# 3. Feature selection

Feature selection is a process of selecting a subset of relevant features (or attributes) from the original set of features in a dataset. The goal of feature selection is to choose the most relevant and important features, thereby reducing dimensionality, and improving model performance.

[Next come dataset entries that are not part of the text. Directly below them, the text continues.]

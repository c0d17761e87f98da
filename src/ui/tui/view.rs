use super::*;

#[derive(Debug, Clone)]
struct ListRow {
    label: String,
    detail: String,
    badge: Option<(String, PackedRgba)>,
    create: bool,
}

impl ListRow {
    fn new(label: impl Into<String>, detail: impl Into<String>) -> Self {
        Self {
            label: label.into(),
            detail: detail.into(),
            badge: None,
            create: false,
        }
    }

    fn creation(label: String) -> Self {
        Self {
            create: true,
            ..Self::new(label, "")
        }
    }

    fn with_badge(mut self, badge: Option<(String, PackedRgba)>) -> Self {
        self.badge = badge;
        self
    }
}

/// First and one-past-last row to draw so that `selected` stays visible.
pub(super) fn visible_window(selected: usize, len: usize, height: usize) -> (usize, usize) {
    if height == 0 || len == 0 {
        return (0, 0);
    }
    let start = selected.saturating_add(1).saturating_sub(height).min(len.saturating_sub(1));
    (start, start.saturating_add(height).min(len))
}

fn bar_line(
    width: usize,
    base_style: Style,
    left: Vec<FtSpan<'static>>,
    right: Vec<FtSpan<'static>>,
) -> FtLine {
    let left_width: usize = left
        .iter()
        .map(|span| text_display_width(span.content.as_ref()))
        .sum();
    let right_width: usize = right
        .iter()
        .map(|span| text_display_width(span.content.as_ref()))
        .sum();
    let mut spans = left;
    if left_width.saturating_add(right_width) < width {
        spans.push(FtSpan::styled(
            " ".repeat(width - left_width - right_width),
            base_style,
        ));
        spans.extend(right);
    }
    FtLine::from_spans(spans)
}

### 3.1 SelectKBest (Filter Method)

selectKBest is a filter-based method that evaluates each feature based on a statistical test (in this case, f_classif) and selects the top k features that have the highest correlation with the target variable.
In our case, we selected the top 7 features.

In [11]:
import pandas as pd
from sklearn.feature_selection import SelectKBest, f_classif
from sklearn.preprocessing import LabelEncoder
from sklearn.model_selection import train_test_split

# Load the dataset
dfs = pd.read_csv('Housing_cleaned.csv')

# List of non-numeric columns that need manual conversion
non_numeric_columns = ['mainroad', 'guestroom', 'basement', 'hotwaterheating', 'airconditioning', 'furnishingstatus', 'prefarea']

# Convert non-numeric columns to numeric using LabelEncoder
label_encoder = LabelEncoder()
for col in non_numeric_columns:
    dfs[col] = label_encoder.fit_transform(data[col])

# X includes all columns except the target column 'price'
X = dfs.iloc[:, 1:]  # All features
y = (dfs['price'] > dfs['price'].median()).astype(int)  # Binary classification (1 if price increases, 0 otherwise)

# Select the top 7 features using SelectKBest
selector = SelectKBest(score_func=f_classif, k=7)
X_new = selector.fit_transform(X, y)

# Print the selected features
selected_features = X.columns[selector.get_support()]
print("Selected Features (SelectKBest):", selected_features)

Selected Features (SelectKBest): Index(['area', 'bedrooms', 'bathrooms', 'stories', 'mainroad',
       'airconditioning', 'prefarea'],
      dtype='object')


### 3.2 Variance Threshold (Filter Method)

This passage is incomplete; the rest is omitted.